I wrote to Thomas Mallon on his website asking about the passage, and I just received the following:

Dear Mr. Wick,

Those words are from a fictitious letter that Henry sends to Clara from Fort Monroe in March of 1862. His sentiments here are my invention, part of what I imagine to be a growing dislike of Lincoln. While there is a good deal that's factual in Henry and Clara, it's very much a novel, and the personalities and motivations of the characters are mostly my own inventions; inferences from the often scant historical record of their lives.
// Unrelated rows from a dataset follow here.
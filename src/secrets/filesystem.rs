//! Secret store that keeps one file per secret under `<home>/secrets/`.
//!
//! Meant for single-user machines: files are 0600 inside a 0700 directory,
//! but values are not encrypted at rest.

use std::path::PathBuf;

use async_trait::async_trait;
use tracing::debug;

use crate::context::Context;
use crate::errors::{BundleError, Result};
use crate::fs::{create_private_dir, read_existing, safe_file_name, write_private};
use crate::secrets::SecretStore;

#[derive(Debug, Clone)]
pub struct FilesystemSecretStore {
    dir: PathBuf,
}

impl FilesystemSecretStore {
    pub fn new(dir: impl Into<PathBuf>) -> Self {
        Self { dir: dir.into() }
    }

    fn path_for(&self, key_name: &str, key_value: &str) -> PathBuf {
        self.dir
            .join(safe_file_name(key_name))
            .join(safe_file_name(key_value))
    }
}

#[async_trait]
impl SecretStore for FilesystemSecretStore {
    async fn resolve(&self, _ctx: &Context, key_name: &str, key_value: &str) -> Result<String> {
        let path = self.path_for(key_name, key_value);
        let bytes = tokio::task::spawn_blocking(move || read_existing(&path))
            .await
            .map_err(|e| BundleError::Other(e.into()))?
            .map_err(|e| match e {
                BundleError::NotFound(_) => {
                    BundleError::not_found(format!("secret {key_name}:{key_value}"))
                }
                other => other,
            })?;
        String::from_utf8(bytes).map_err(|e| {
            BundleError::IntegrityError(format!("secret {key_value} is not valid UTF-8: {e}"))
        })
    }

    async fn create(
        &self,
        _ctx: &Context,
        key_name: &str,
        key_value: &str,
        value: &str,
    ) -> Result<()> {
        let path = self.path_for(key_name, key_value);
        debug!(key = key_value, "storing secret");
        let root = self.dir.clone();
        let bytes = value.as_bytes().to_vec();
        tokio::task::spawn_blocking(move || {
            create_private_dir(&root)?;
            write_private(&path, &bytes)
        })
        .await
        .map_err(|e| BundleError::Other(e.into()))?
    }
}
I made up many of the letters and diary entries in the novel, though some extracts from the correspondence of Ira Harris and William Hamilton Harris are actual quotations. The "Dear Mary" letter that Clara sends at the the beginning of Part Three, right after the assassination, is an actual document held by the New-York Historical Society, though when I saw it more than thirty years ago, the archivists there did not know who "Mary" actually was. And since they didn't, I invented the character of "Mary Hall."

I hope that this description of the slippery methods of historical fiction is of some small use.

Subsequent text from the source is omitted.